Cloud Use Helps Labor Move Its Overall Security Initiative Forward
The Labor Department will, in rare instances, leave some information on-premises. But it is primarily focused on using cloud capabilities from multiple providers for new workloads, says Noell Rebelez, cloud services program manager within the Labor Department’s Office of the CIO.
Some aspects of cloud use have helped the department advance toward its security goals. Segmenting certain workloads, for instance, has fed into its efforts to implement zero trust security based on continuous authentication.
Cloud use has also had a marked effect on the agency’s long-term planning, Rebelez says.
“One of the biggest impacts has been the granularity of cost,” he says. “I know exactly where every penny’s going, how it’s being used. Even projecting out, helping with our budgeting reviews, that’s been a huge help for us.”
“Architecting and finance are inextricably linked,” he adds. “If you architect without taking into account the financial side, you tend to end up paying more for cloud than you would have on-prem.”
The GAO report noted the Labor Department was one of two agencies to fully document identity, credential and access management policies for all four of its Infrastructure, Software and Platform as a Service systems — a practice, according to Rebelez, that’s helped the department increase automation.
With more distinct permissions and a subsequently smaller area that needs to be protected, the agency can suggest products that will fit specific customers’ needs, allowing them to develop and introduce new functionality to the public faster.
“Initially, during our first years in cloud, it was a lot of prescriptive guidance that we would give to our customers: ‘If you’re looking for this type of app, you want to build it in this manner,’” Rebelez says.

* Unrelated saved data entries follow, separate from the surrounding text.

//! Rekor entry bodies
//!
//! The canonicalized body of a log entry is a JSON document whose `spec`
//! layout depends on `kind` and `apiVersion`. Only the fields needed to tie an
//! entry back to bundle content are modelled; unknown fields are ignored.

use crate::error::{Error, Result};
use serde::Deserialize;
use sigstore_types::{HashBytes, SignatureBytes};

/// A parsed log entry body
#[derive(Debug, Clone, PartialEq, Eq)]
pub enum RekorEntryBody {
    HashedRekordV001(HashedRekordV001),
    HashedRekordV002(HashedRekordV002),
    IntotoV002(IntotoV002),
    DsseV001(DsseV001),
    DsseV002(DsseV002),
}

#[derive(Deserialize)]
#[serde(rename_all = "camelCase")]
struct BodyHeader {
    kind: String,
    api_version: String,
}

#[derive(Deserialize)]
struct Envelope<S> {
    spec: S,
}

impl RekorEntryBody {
    /// Parse body bytes, checking they declare `kind` and `version`
    pub fn from_json_bytes(body: &[u8], kind: &str, version: &str) -> Result<Self> {
        let header: BodyHeader = serde_json::from_slice(body)?;
        if header.kind != kind || header.api_version != version {
            return Err(Error::KindVersionMismatch {
                expected_kind: kind.to_string(),
                expected_version: version.to_string(),
                actual_kind: header.kind,
                actual_version: header.api_version,
            });
        }

        fn spec<S: for<'de> Deserialize<'de>>(body: &[u8]) -> Result<S> {
            Ok(serde_json::from_slice::<Envelope<S>>(body)?.spec)
        }

        let parsed = match (kind, version) {
            ("hashedrekord", "0.0.1") => RekorEntryBody::HashedRekordV001(spec(body)?),
            ("hashedrekord", "0.0.2") => RekorEntryBody::HashedRekordV002(spec(body)?),
            ("intoto", "0.0.2") => RekorEntryBody::IntotoV002(spec(body)?),
            ("dsse", "0.0.1") => RekorEntryBody::DsseV001(spec(body)?),
            ("dsse", "0.0.2") => RekorEntryBody::DsseV002(spec(body)?),
            _ => {
                return Err(Error::Unsupported {
                    kind: kind.to_string(),
                    version: version.to_string(),
                })
            }
        };
        Ok(parsed)
    }
}

/// Hex digest with its algorithm name
#[derive(Debug, Clone, PartialEq, Eq, Deserialize)]
pub struct HexHash {
    #[serde(default)]
    pub algorithm: String,
    pub value: String,
}

/// Binary digest with its algorithm name
#[derive(Debug, Clone, PartialEq, Eq, Deserialize)]
pub struct DigestHash {
    #[serde(default)]
    pub algorithm: String,
    pub digest: HashBytes,
}

// hashedrekord

#[derive(Debug, Clone, PartialEq, Eq, Deserialize)]
pub struct HashedRekordV001 {
    pub data: HashedRekordData,
    pub signature: HashedRekordSignature,
}

#[derive(Debug, Clone, PartialEq, Eq, Deserialize)]
pub struct HashedRekordData {
    pub hash: HexHash,
}

#[derive(Debug, Clone, PartialEq, Eq, Deserialize)]
pub struct HashedRekordSignature {
    pub content: SignatureBytes,
}

#[derive(Debug, Clone, PartialEq, Eq, Deserialize)]
#[serde(rename_all = "camelCase")]
pub struct HashedRekordV002 {
    pub hashed_rekord_v002: HashedRekordV002Content,
}

#[derive(Debug, Clone, PartialEq, Eq, Deserialize)]
pub struct HashedRekordV002Content {
    pub data: DigestHash,
    pub signature: HashedRekordSignature,
}

// intoto

#[derive(Debug, Clone, PartialEq, Eq, Deserialize)]
pub struct IntotoV002 {
    pub content: IntotoContent,
}

#[derive(Debug, Clone, PartialEq, Eq, Deserialize)]
#[serde(rename_all = "camelCase")]
pub struct IntotoContent {
    pub envelope: IntotoEnvelope,
    pub payload_hash: HexHash,
}

#[derive(Debug, Clone, PartialEq, Eq, Deserialize)]
pub struct IntotoEnvelope {
    #[serde(default)]
    pub signatures: Vec<IntotoSignature>,
}

/// `sig` is base64 of the base64 signature text, so after the first decode
/// it still holds base64.
#[derive(Debug, Clone, PartialEq, Eq, Deserialize)]
pub struct IntotoSignature {
    pub sig: SignatureBytes,
}

// dsse

#[derive(Debug, Clone, PartialEq, Eq, Deserialize)]
#[serde(rename_all = "camelCase")]
pub struct DsseV001 {
    pub payload_hash: HexHash,
    #[serde(default)]
    pub signatures: Vec<DsseV001Signature>,
}

#[derive(Debug, Clone, PartialEq, Eq, Deserialize)]
pub struct DsseV001Signature {
    pub signature: SignatureBytes,
}

#[derive(Debug, Clone, PartialEq, Eq, Deserialize)]
#[serde(rename_all = "camelCase")]
pub struct DsseV002 {
    pub dsse_v002: DsseV002Content,
}

#[derive(Debug, Clone, PartialEq, Eq, Deserialize)]
#[serde(rename_all = "camelCase")]
pub struct DsseV002Content {
    pub payload_hash: DigestHash,
    #[serde(default)]
    pub signatures: Vec<DsseV002Signature>,
}

#[derive(Debug, Clone, PartialEq, Eq, Deserialize)]
pub struct DsseV002Signature {
    pub content: SignatureBytes,
}
// src/config/app.rs
use std::path::{Path, PathBuf};

use serde::{Deserialize, Serialize};
use tracing::{debug, warn};

use super::defaults::*;
use crate::error::{CoreError, Result};
use crate::keystore::Identity;

#[derive(Debug, Clone, Default, PartialEq, Serialize, Deserialize)]
#[serde(default)]
pub struct Config {
    pub identity: IdentityConfig,
    pub paths: Paths,
    pub kdf: KdfConfig,
    pub migration: MigrationConfig,
}

#[derive(Debug, Clone, PartialEq, Eq, Serialize, Deserialize)]
#[serde(default)]
pub struct IdentityConfig {
    pub app_uid: String,
    pub username: String,
}

#[derive(Debug, Clone, PartialEq, Eq, Serialize, Deserialize)]
#[serde(default)]
pub struct Paths {
    pub database: PathBuf,
    pub salt: PathBuf,
}

#[derive(Debug, Clone, Copy, PartialEq, Eq, Serialize, Deserialize)]
#[serde(default)]
pub struct KdfConfig {
    pub iterations: u32,
    /// Iteration count older releases derived keys with
    pub legacy_iterations: u32,
}

#[derive(Debug, Clone, Copy, PartialEq, Eq, Serialize, Deserialize)]
#[serde(default)]
pub struct MigrationConfig {
    pub batch_size: usize,
}

impl Default for IdentityConfig {
    fn default() -> Self {
        default_identity()
    }
}

impl Default for Paths {
    fn default() -> Self {
        default_paths()
    }
}

impl Default for KdfConfig {
    fn default() -> Self {
        default_kdf()
    }
}

impl Default for MigrationConfig {
    fn default() -> Self {
        default_migration()
    }
}

impl Config {
    /// Keyring identity the configured user's keys live under
    pub fn identity(&self) -> Identity {
        Identity::new(&self.identity.app_uid, &self.identity.username)
    }

    fn apply_env_overrides(&mut self) {
        if let Ok(uid) = std::env::var("RV_APP_UID") {
            self.identity.app_uid = uid;
        }
        if let Ok(user) = std::env::var("RV_USERNAME") {
            self.identity.username = user;
        }
        if let Ok(db) = std::env::var("RV_DATABASE") {
            self.paths.database = PathBuf::from(db);
        }
        if let Ok(salt) = std::env::var("RV_SALT_PATH") {
            self.paths.salt = PathBuf::from(salt);
        }
    }

    fn validate(&self) -> Result<()> {
        if self.identity.app_uid.is_empty() || self.identity.username.is_empty() {
            return Err(CoreError::Configuration(
                "identity.app_uid and identity.username must not be empty".into(),
            ));
        }
        if self.kdf.iterations == 0 || self.kdf.legacy_iterations == 0 {
            return Err(CoreError::Configuration(
                "kdf iteration counts must be positive".into(),
            ));
        }
        if self.migration.batch_size == 0 {
            return Err(CoreError::Configuration(
                "migration.batch_size must be at least 1".into(),
            ));
        }
        Ok(())
    }
}

/// Parse a config document; missing keys fall back to defaults. No env overrides.
pub fn from_toml_str(content: &str) -> Result<Config> {
    let conf: Config = toml::from_str(content)?;
    conf.validate()?;
    Ok(conf)
}

/// Load from an explicit path, then apply env overrides
pub fn load_from<P: AsRef<Path>>(path: P) -> Result<Config> {
    let path = path.as_ref();
    let mut conf = if path.exists() {
        debug!("Loading config from {}", path.display());
        toml::from_str(&std::fs::read_to_string(path)?)?
    } else {
        warn!(
            "Config file {} not found, using built-in defaults",
            path.display()
        );
        Config::default()
    };

    conf.apply_env_overrides();
    conf.validate()?;
    Ok(conf)
}

/// Load from `RV_CONFIG`, or the platform config dir when unset
pub fn load() -> Result<Config> {
    let path = std::env::var("RV_CONFIG")
        .map(PathBuf::from)
        .unwrap_or_else(|_| default_config_path());
    load_from(path)
}
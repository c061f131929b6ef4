//! tests/cipher_tests.rs

mod common;

use std::sync::Arc;
use std::thread;

use base64::engine::general_purpose::URL_SAFE_NO_PAD;
use base64::Engine;
use records_vault::{derive_key, Cipher, CoreError, FieldCodec, SymmetricKey};

#[test]
fn encrypt_decrypt_keeps_unicode_intact() {
    common::setup();
    let cipher = Cipher::with_keys(vec![SymmetricKey::generate()]).unwrap();
    for text in ["Müller", "Straße 7, 50667 Köln", "", "🙂 ok"] {
        let token = cipher.encrypt(text).unwrap();
        assert_ne!(token, text);
        assert_eq!(cipher.decrypt(&token).unwrap(), text);
    }
}

#[test]
fn uninitialised_cipher_is_a_configuration_error() {
    let cipher = Cipher::new();
    assert!(!cipher.is_initialized());
    assert!(matches!(
        cipher.encrypt("x"),
        Err(CoreError::Configuration(_))
    ));
    assert!(matches!(
        cipher.decrypt("AQ"),
        Err(CoreError::Configuration(_))
    ));
    assert!(matches!(
        cipher.initialize(Vec::new()),
        Err(CoreError::Configuration(_))
    ));
    assert!(!cipher.is_initialized());
}

#[test]
fn rotation_encrypts_with_new_and_still_reads_old() {
    let old = SymmetricKey::generate();
    let new = SymmetricKey::generate();

    let cipher = Cipher::with_keys(vec![old.clone()]).unwrap();
    let old_token = cipher.encrypt("Mustermann").unwrap();

    cipher.initialize(vec![new.clone(), old.clone()]).unwrap();
    assert_eq!(cipher.key_count(), 2);
    assert_eq!(cipher.primary_fingerprint(), Some(new.fingerprint()));
    assert_eq!(cipher.decrypt(&old_token).unwrap(), "Mustermann");

    // New tokens are bound to the primary only
    let new_token = cipher.encrypt("Mustermann").unwrap();
    let old_only = Cipher::with_keys(vec![old]).unwrap();
    assert!(matches!(
        old_only.decrypt(&new_token),
        Err(CoreError::Decryption(_))
    ));
    let new_only = Cipher::with_keys(vec![new]).unwrap();
    assert_eq!(new_only.decrypt(&new_token).unwrap(), "Mustermann");
}

#[test]
fn foreign_and_malformed_tokens_are_decryption_errors() {
    let cipher = Cipher::with_keys(vec![SymmetricKey::generate()]).unwrap();
    let stranger = Cipher::with_keys(vec![SymmetricKey::generate()]).unwrap();
    let token = stranger.encrypt("secret").unwrap();

    for bad in [token.as_str(), "not base64 at all!", "AQID", ""] {
        assert!(
            matches!(cipher.decrypt(bad), Err(CoreError::Decryption(_))),
            "accepted {bad:?}"
        );
    }
}

#[test]
fn tampered_token_is_rejected() {
    let cipher = Cipher::with_keys(vec![SymmetricKey::generate()]).unwrap();
    let token = cipher.encrypt("Förderbedarf").unwrap();
    let mut raw = URL_SAFE_NO_PAD.decode(&token).unwrap();
    let last = raw.len() - 1;
    raw[last] ^= 0x01;
    let forged = URL_SAFE_NO_PAD.encode(&raw);

    assert!(matches!(
        cipher.decrypt(&forged),
        Err(CoreError::Decryption(_))
    ));
}

#[test]
fn password_derived_keys_interoperate() {
    let salt = [7u8; 16];
    let writer = Cipher::with_keys(vec![derive_key("pw-1", &salt, 1_000).unwrap()]).unwrap();
    let reader = Cipher::with_keys(vec![derive_key("pw-1", &salt, 1_000).unwrap()]).unwrap();
    let other = Cipher::with_keys(vec![derive_key("pw-2", &salt, 1_000).unwrap()]).unwrap();

    let token = writer.encrypt("Notizen").unwrap();
    assert_eq!(reader.decrypt(&token).unwrap(), "Notizen");
    assert!(other.decrypt(&token).is_err());
}

#[test]
fn shared_cipher_is_usable_from_several_threads() {
    let cipher = Arc::new(Cipher::with_keys(vec![SymmetricKey::generate()]).unwrap());
    let handles: Vec<_> = (0..4)
        .map(|n| {
            let cipher = Arc::clone(&cipher);
            thread::spawn(move || {
                let text = format!("client {n}");
                let token = cipher.encrypt(&text).unwrap();
                assert_eq!(cipher.decrypt(&token).unwrap(), text);
            })
        })
        .collect();
    for handle in handles {
        handle.join().unwrap();
    }
}

#[test]
fn codec_follows_cipher_reinitialisation() {
    let old = SymmetricKey::generate();
    let new = SymmetricKey::generate();
    let cipher = Arc::new(Cipher::with_keys(vec![old.clone()]).unwrap());
    let codec = FieldCodec::new(Arc::clone(&cipher));

    let stored = codec.encode(Some("Bonn")).unwrap();
    cipher.initialize(vec![new, old]).unwrap();

    assert_eq!(codec.decode(stored.as_deref()).unwrap().as_deref(), Some("Bonn"));
    assert_eq!(codec.encode(None).unwrap(), None);
}
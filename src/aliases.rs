// src/aliases.rs
//! secure-gate wrappers for secret material
//!
//! These are the canonical secret types used throughout records-vault.
//! Both zeroize on drop and never print their contents.

use secure_gate::{dynamic_alias, fixed_alias};

// Fixed-size secrets
fixed_alias!(KeyBytes32, 32); // 256-bit field-encryption key

// Dynamic secrets
dynamic_alias!(Passphrase, String); // user password, only ever fed to the KDF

“But as they got more educated about cloud and we created what we’re calling essentially products — templates for known patterns of popular applications or deployments — we were able to do more of a self-service type of model.”
In response to the GAO report, Labor officials outlined actions they were currently taking or had planned that would address some of the recommendations, says Hinchman.
“We’re definitely still digesting it, trying to find where we can raise some of our scores in the lower areas,” Rebelez says. “Some things are already in place; a lot of the responses really spoke to what we were going to do. It’s just the timing of the report versus getting things to completion.”
Agencies Can't Rely on Exclusive Sources to Boost Cloud Cybersecurity
When updating infrastructure and moving to a multicloud environment, agencies can draw from a number of resources to help them establish a solid security approach.
Among them: the Cybersecurity and Infrastructure Security Agency’s Trusted Internet Connections initiative, which offers guidance on how to apply the latest security measures, says Laura Stanton, assistant commissioner for the Office of Information Technology Category within the Federal Acquisition Service.